RECORDS FOR THIS TASK:
//! TOML configuration file for the LED wall.
//!
//! The file describes the hardware (`[matrix]`) and, optionally, how the
//! runtime behaves (`[runtime]`) and which helper process to supervise
//! (`[helper]`):
//!
//! ```toml
//! [matrix]
//! mapping = """
//! ., ., 1, .
//! 2, 3, 4, .
//! 5, 6, 7, 8
//! """
//! led-rows = 64
//! led-cols = 64
//! parallel = 2
//!
//! [runtime]
//! fps = 15
//! scene = "screen-test"
//! ```
//!
//! # Serde default values
//!
//! Fields annotated with `#[serde(default = "some_fn")]` use the return value
//! of `some_fn()` when the field is absent from the TOML file, so a file with
//! only a `[matrix]` section is complete.
//!
//! # Validation order
//!
//! [`load_config`] reports the first problem it finds: I/O, then TOML syntax,
//! then out-of-range runtime values, then the panel layout itself.  Every one
//! of them is fatal at startup.

use std::path::{Path, PathBuf};

use ledwall_core::{parse_panel_layout, LayoutError, PanelLayout, PixelOrder};
use serde::{Deserialize, Serialize};
use thiserror::Error;

use crate::application::scenes::SceneKind;

/// Error type for configuration loading.
#[derive(Debug, Error)]
pub enum ConfigError {
    /// The file could not be read.
    #[error("I/O error reading config at {path}: {source}")]
    Io {
        path: PathBuf,
        #[source]
        source: std::io::Error,
    },

    /// The TOML content could not be parsed.
    #[error("failed to parse config TOML: {0}")]
    Parse(#[from] toml::de::Error),

    /// The `[matrix]` section does not describe a valid panel layout.
    #[error("invalid panel mapping: {0}")]
    Layout(#[from] LayoutError),

    /// A value is syntactically fine but out of range.
    #[error("invalid value for `{field}`: {reason}")]
    Invalid { field: &'static str, reason: String },
}

// ── Config schema types ───────────────────────────────────────────────────────

/// Top-level configuration file.
#[derive(Debug, Clone, Serialize, Deserialize, PartialEq)]
pub struct WallConfig {
    pub matrix: MatrixConfig,
    #[serde(default)]
    pub runtime: RuntimeConfig,
    /// Helper process; when present the wait screen runs until it is ready.
    #[serde(default, skip_serializing_if = "Option::is_none")]
    pub helper: Option<HelperConfig>,
}

/// Panel arrangement and panel geometry.
#[derive(Debug, Clone, Serialize, Deserialize, PartialEq)]
#[serde(rename_all = "kebab-case")]
pub struct MatrixConfig {
    /// Rows of comma-separated cells, `.` for an empty cell.
    pub mapping: String,
    /// LEDs per panel column; must equal `led_cols`.
    pub led_rows: u32,
    /// LEDs per panel row.
    pub led_cols: u32,
    /// Number of parallel chains.
    #[serde(default = "default_parallel")]
    pub parallel: u32,
}

/// Frame loop and environment settings.
#[derive(Debug, Clone, Serialize, Deserialize, PartialEq)]
#[serde(rename_all = "kebab-case")]
pub struct RuntimeConfig {
    /// Target frame rate; a soft cap.
    #[serde(default = "default_fps")]
    pub fps: u32,
    /// Host names allowed to drive the physical panels.
    #[serde(default = "default_allowed_hosts")]
    pub allowed_hosts: Vec<String>,
    /// `tracing` filter used when `RUST_LOG` is not set.
    #[serde(default = "default_log_level")]
    pub log_level: String,
    #[serde(default)]
    pub scene: SceneKind,
    /// Byte order the panel driver expects on the raw frame stream.
    #[serde(default)]
    pub pixel_order: PixelOrder,
}

/// External helper process whose stdout announces readiness.
#[derive(Debug, Clone, Serialize, Deserialize, PartialEq)]
#[serde(rename_all = "kebab-case")]
pub struct HelperConfig {
    pub command: String,
    #[serde(default)]
    pub args: Vec<String>,
    /// Literal text that marks the helper as ready when seen in a line.
    #[serde(default = "default_ready_marker")]
    pub ready_marker: String,
    /// Recent output lines kept for diagnostics.
    #[serde(default = "default_ring_capacity")]
    pub ring_capacity: usize,
}

// ── Default helpers ───────────────────────────────────────────────────────────

fn default_parallel() -> u32 {
    1
}
fn default_fps() -> u32 {
    15
}
fn default_allowed_hosts() -> Vec<String> {
    vec!["rpi-murapix".to_string(), "raspberrypi".to_string()]
}
fn default_log_level() -> String {
    "info".to_string()
}
fn default_ready_marker() -> String {
    "info: Listening on 5000".to_string()
}
fn default_ring_capacity() -> usize {
    30
}

impl Default for RuntimeConfig {
    fn default() -> Self {
        Self {
            fps: default_fps(),
            allowed_hosts: default_allowed_hosts(),
            log_level: default_log_level(),
            scene: SceneKind::default(),
            pixel_order: PixelOrder::default(),
        }
    }
}

impl WallConfig {
    /// Parses and validates configuration text.
    ///
    /// # Errors
    ///
    /// See [`load_config`].
    pub fn from_toml_str(text: &str) -> Result<Self, ConfigError> {
        let config: WallConfig = toml::from_str(text)?;
        config.validate()?;
        Ok(config)
    }

    /// Checks runtime values and the panel layout.
    ///
    /// # Errors
    ///
    /// Returns [`ConfigError::Invalid`] for out-of-range values and
    /// [`ConfigError::Layout`] for an invalid mapping.
    pub fn validate(&self) -> Result<(), ConfigError> {
        if self.runtime.fps == 0 {
            return Err(ConfigError::Invalid {
                field: "runtime.fps",
                reason: "must be greater than zero".to_string(),
            });
        }
        if let Some(helper) = &self.helper {
            if helper.command.trim().is_empty() {
                return Err(ConfigError::Invalid {
                    field: "helper.command",
                    reason: "must not be empty".to_string(),
                });
            }
            if helper.ring_capacity == 0 {
                return Err(ConfigError::Invalid {
                    field: "helper.ring-capacity",
                    reason: "must be greater than zero".to_string(),
                });
            }
        }
        self.layout().map(drop)
    }

    /// Builds the validated panel layout from the `[matrix]` section.
    ///
    /// # Errors
    ///
    /// Returns [`ConfigError::Layout`] naming the violated rule.
    pub fn layout(&self) -> Result<PanelLayout, ConfigError> {
        let matrix = &self.matrix;
        Ok(parse_panel_layout(
            &matrix.mapping,
            matrix.led_rows,
            matrix.led_cols,
            matrix.parallel,
        )?)
    }
}

/// Loads and validates the configuration file at `path`.
///
/// # Errors
///
/// Returns [`ConfigError::Io`] if the file cannot be read,
/// [`ConfigError::Parse`] if the TOML is malformed, and
/// [`ConfigError::Invalid`] or [`ConfigError::Layout`] if it is well-formed
/// but describes an unusable wall.
pub fn load_config(path: &Path) -> Result<WallConfig, ConfigError> {
    let content = std::fs::read_to_string(path).map_err(|source| ConfigError::Io {
        path: path.to_path_buf(),
        source,
    })?;
    WallConfig::from_toml_str(&content)
}

// ── Tests ─────────────────────────────────────────────────────────────────────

WHAT YOU NEED TO DO:
Each line from the one containing "it is well-formed" through the end of the listing above should be copied exactly, with no other line included.

TASK OUTPUT:
/// [`ConfigError::Invalid`] or [`ConfigError::Layout`] if it is well-formed
/// but describes an unusable wall.
pub fn load_config(path: &Path) -> Result<WallConfig, ConfigError> {
    let content = std::fs::read_to_string(path).map_err(|source| ConfigError::Io {
        path: path.to_path_buf(),
        source,
    })?;
    WallConfig::from_toml_str(&content)
}

// ── Tests ─────────────────────────────────────────────────────────────────────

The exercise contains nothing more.